//! Connection adapter
//!
//! Wraps the two halves of one duplex connection behind frame-level
//! receive/send operations, so the pump and the sender task never touch
//! the WebSocket types directly.

use async_trait::async_trait;
use futures_util::stream::{SplitSink, SplitStream};
use futures_util::{SinkExt, StreamExt};
use tokio::io::{AsyncRead, AsyncWrite};
use tokio_tungstenite::tungstenite::{Error as WsError, Message};
use tokio_tungstenite::WebSocketStream;
use tracing::debug;

use crate::error::AppError;

/// Receive side of a connection
#[async_trait]
pub trait FrameReceiver: Send {
    /// Wait for the next text frame
    ///
    /// Returns `Ok(None)` exactly once when the peer goes away; every call
    /// after that fails with [`AppError::Closed`].
    async fn receive(&mut self) -> Result<Option<String>, AppError>;
}

/// Send side of a connection
#[async_trait]
pub trait FrameSender: Send {
    /// Write one text frame. Fails once the peer has closed.
    async fn send(&mut self, frame: String) -> Result<(), AppError>;

    /// Close the connection. Safe to call more than once.
    async fn close(&mut self);
}

/// Split an upgraded WebSocket into adapter halves
pub fn split<S>(ws_stream: WebSocketStream<S>) -> (WsSender<S>, WsReceiver<S>)
where
    S: AsyncRead + AsyncWrite + Unpin + Send,
{
    let (sink, stream) = ws_stream.split();
    (
        WsSender {
            inner: sink,
            closed: false,
        },
        WsReceiver {
            inner: stream,
            closed: false,
        },
    )
}

pub struct WsReceiver<S> {
    inner: SplitStream<WebSocketStream<S>>,
    closed: bool,
}

#[async_trait]
impl<S> FrameReceiver for WsReceiver<S>
where
    S: AsyncRead + AsyncWrite + Unpin + Send,
{
    async fn receive(&mut self) -> Result<Option<String>, AppError> {
        if self.closed {
            return Err(AppError::Closed);
        }

        loop {
            match self.inner.next().await {
                Some(Ok(Message::Text(text))) => return Ok(Some(text.to_string())),
                Some(Ok(Message::Binary(_))) => {
                    return Err(AppError::Protocol("binary frames are not accepted".to_string()));
                }
                Some(Ok(Message::Ping(_))) | Some(Ok(Message::Pong(_))) => {
                    // Pong is handled automatically by tungstenite
                    continue;
                }
                Some(Ok(Message::Frame(_))) => continue,
                Some(Ok(Message::Close(_))) | None => {
                    debug!("Peer closed the connection");
                    self.closed = true;
                    return Ok(None);
                }
                Some(Err(WsError::ConnectionClosed)) | Some(Err(WsError::AlreadyClosed)) => {
                    self.closed = true;
                    return Ok(None);
                }
                Some(Err(e)) => {
                    self.closed = true;
                    return Err(e.into());
                }
            }
        }
    }
}

pub struct WsSender<S> {
    inner: SplitSink<WebSocketStream<S>, Message>,
    closed: bool,
}

#[async_trait]
impl<S> FrameSender for WsSender<S>
where
    S: AsyncRead + AsyncWrite + Unpin + Send,
{
    async fn send(&mut self, frame: String) -> Result<(), AppError> {
        if self.closed {
            return Err(AppError::Closed);
        }
        if let Err(e) = self.inner.send(Message::Text(frame.into())).await {
            self.closed = true;
            return Err(e.into());
        }
        Ok(())
    }

    async fn close(&mut self) {
        if !self.closed {
            self.closed = true;
            let _ = self.inner.close().await;
        }
    }
}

===

§ What you are asked to do
Each line above should appear again, reproduced exactly.

§ Solution to the problem
//! Connection adapter
//!
//! Wraps the two halves of one duplex connection behind frame-level
//! receive/send operations, so the pump and the sender task never touch
//! the WebSocket types directly.

use async_trait::async_trait;
use futures_util::stream::{SplitSink, SplitStream};
use futures_util::{SinkExt, StreamExt};
use tokio::io::{AsyncRead, AsyncWrite};
use tokio_tungstenite::tungstenite::{Error as WsError, Message};
use tokio_tungstenite::WebSocketStream;
use tracing::debug;

use crate::error::AppError;

/// Receive side of a connection
#[async_trait]
pub trait FrameReceiver: Send {
    /// Wait for the next text frame
    ///
    /// Returns `Ok(None)` exactly once when the peer goes away; every call
    /// after that fails with [`AppError::Closed`].
    async fn receive(&mut self) -> Result<Option<String>, AppError>;
}

/// Send side of a connection
#[async_trait]
pub trait FrameSender: Send {
    /// Write one text frame. Fails once the peer has closed.
    async fn send(&mut self, frame: String) -> Result<(), AppError>;

    /// Close the connection. Safe to call more than once.
    async fn close(&mut self);
}

/// Split an upgraded WebSocket into adapter halves
pub fn split<S>(ws_stream: WebSocketStream<S>) -> (WsSender<S>, WsReceiver<S>)
where
    S: AsyncRead + AsyncWrite + Unpin + Send,
{
    let (sink, stream) = ws_stream.split();
    (
        WsSender {
            inner: sink,
            closed: false,
        },
        WsReceiver {
            inner: stream,
            closed: false,
        },
    )
}

pub struct WsReceiver<S> {
    inner: SplitStream<WebSocketStream<S>>,
    closed: bool,
}

#[async_trait]
impl<S> FrameReceiver for WsReceiver<S>
where
    S: AsyncRead + AsyncWrite + Unpin + Send,
{
    async fn receive(&mut self) -> Result<Option<String>, AppError> {
        if self.closed {
            return Err(AppError::Closed);
        }

        loop {
            match self.inner.next().await {
                Some(Ok(Message::Text(text))) => return Ok(Some(text.to_string())),
                Some(Ok(Message::Binary(_))) => {
                    return Err(AppError::Protocol("binary frames are not accepted".to_string()));
                }
                Some(Ok(Message::Ping(_))) | Some(Ok(Message::Pong(_))) => {
                    // Pong is handled automatically by tungstenite
                    continue;
                }
                Some(Ok(Message::Frame(_))) => continue,
                Some(Ok(Message::Close(_))) | None => {
                    debug!("Peer closed the connection");
                    self.closed = true;
                    return Ok(None);
                }
                Some(Err(WsError::ConnectionClosed)) | Some(Err(WsError::AlreadyClosed)) => {
                    self.closed = true;
                    return Ok(None);
                }
                Some(Err(e)) => {
                    self.closed = true;
                    return Err(e.into());
                }
            }
        }
    }
}

pub struct WsSender<S> {
    inner: SplitSink<WebSocketStream<S>, Message>,
    closed: bool,
}

#[async_trait]
impl<S> FrameSender for WsSender<S>
where
    S: AsyncRead + AsyncWrite + Unpin + Send,
{
    async fn send(&mut self, frame: String) -> Result<(), AppError> {
        if self.closed {
            return Err(AppError::Closed);
        }
        if let Err(e) = self.inner.send(Message::Text(frame.into())).await {
            self.closed = true;
            return Err(e.into());
        }
        Ok(())
    }

    async fn close(&mut self) {
        if !self.closed {
            self.closed = true;
            let _ = self.inner.close().await;
        }
    }
}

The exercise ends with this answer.